Both candidates were able to make some inroads into opposing territory, with Biden winning nearly 24% of precincts in counties that voted for Trump overall and Trump winning 14% of precincts in counties where Biden was victorious.
But whether Democratic voters were casting their ballots for Biden or against Trump, their enthusiasm was reflected in large margins of victory for the former vice president. Trump’s margin in the precincts he won was 26 points (63-37), while Biden won precincts by an average of 56 points (78-22).
Trump’s biggest stronghold was Garrett County, which he won by nearly 60 points. Maryland’s westernmost county has the state’s smallest Black population (301, according to the 2010 census — just 1% of the county’s population). Biden failed to win a single precinct in Garrett, Caroline or Queen Anne’s counties.
Meanwhile, Biden won commanding victories in Baltimore City and Prince George’s County, Maryland’s two majority-Black jurisdictions. Biden won both areas with around 90% of the vote, and Trump took just five out of a possible 571 precincts.
All five of those precincts were around the outer edges of Baltimore City: one near the heavily white, working-class Dundalk community; two in the Orangeville area east of McElderry Park; and two in the northwestern part of the city, where heavily Orthodox Jewish communities likely boosted the president to victory in those areas.
Biden also topped the president in some of the larger cities in otherwise Republican-dominated areas: Chestertown (Kent County), Cumberland and Frostburg (Allegany County), Hagerstown (Washington County) and Salisbury (Wicomico County) — many of which are home to college campuses.
The former vice president’s strength in Chestertown helped flip Kent County Democratic for the first time since 2008, by a final margin of just 14 votes. Frederick County flipped blue in 2020, as well, after supporting Trump by 2.4 points in 2016.

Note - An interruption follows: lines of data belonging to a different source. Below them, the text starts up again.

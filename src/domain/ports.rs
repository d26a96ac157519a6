use crate::domain::model::{SerialNumber, WarrantyRecord};
use crate::utils::error::Result;
use async_trait::async_trait;
use std::time::Duration;

pub trait ConfigProvider: Send + Sync {
    fn lookup_endpoint(&self) -> &str;
    fn reference_location(&self) -> &str;
    fn request_timeout(&self) -> Duration;
    fn user_agent(&self) -> &str;
}

/// Fetches the raw lookup page for one serial.
#[async_trait]
pub trait WarrantySource: Send + Sync {
    async fn fetch_lookup_page(&self, serial: &SerialNumber) -> Result<String>;
}

/// Fetches the raw model → ASD version document.
#[async_trait]
pub trait ReferenceSource: Send + Sync {
    async fn fetch_reference_document(&self) -> Result<String>;
}

pub trait RecordSink {
    fn write_record(&mut self, record: &WarrantyRecord) -> Result<()>;

    fn finish(&mut self) -> Result<()> {
        Ok(())
    }
}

Trump performed well in parts of some counties that Biden carried, though: He won precincts in Gambrills and Glen Burnie in Anne Arundel County; working-class enclaves in Baltimore County, like Parkville and Dundalk, and some of the more rural precincts in the northern part of Montgomery County, around Damascus.
And in one of the more peculiar developments of the election, there were 13 precincts where the winner was decided by just one vote. Trump won 12 of them. The exception? Allegany County Precinct 26-000, the home of Frostburg State University.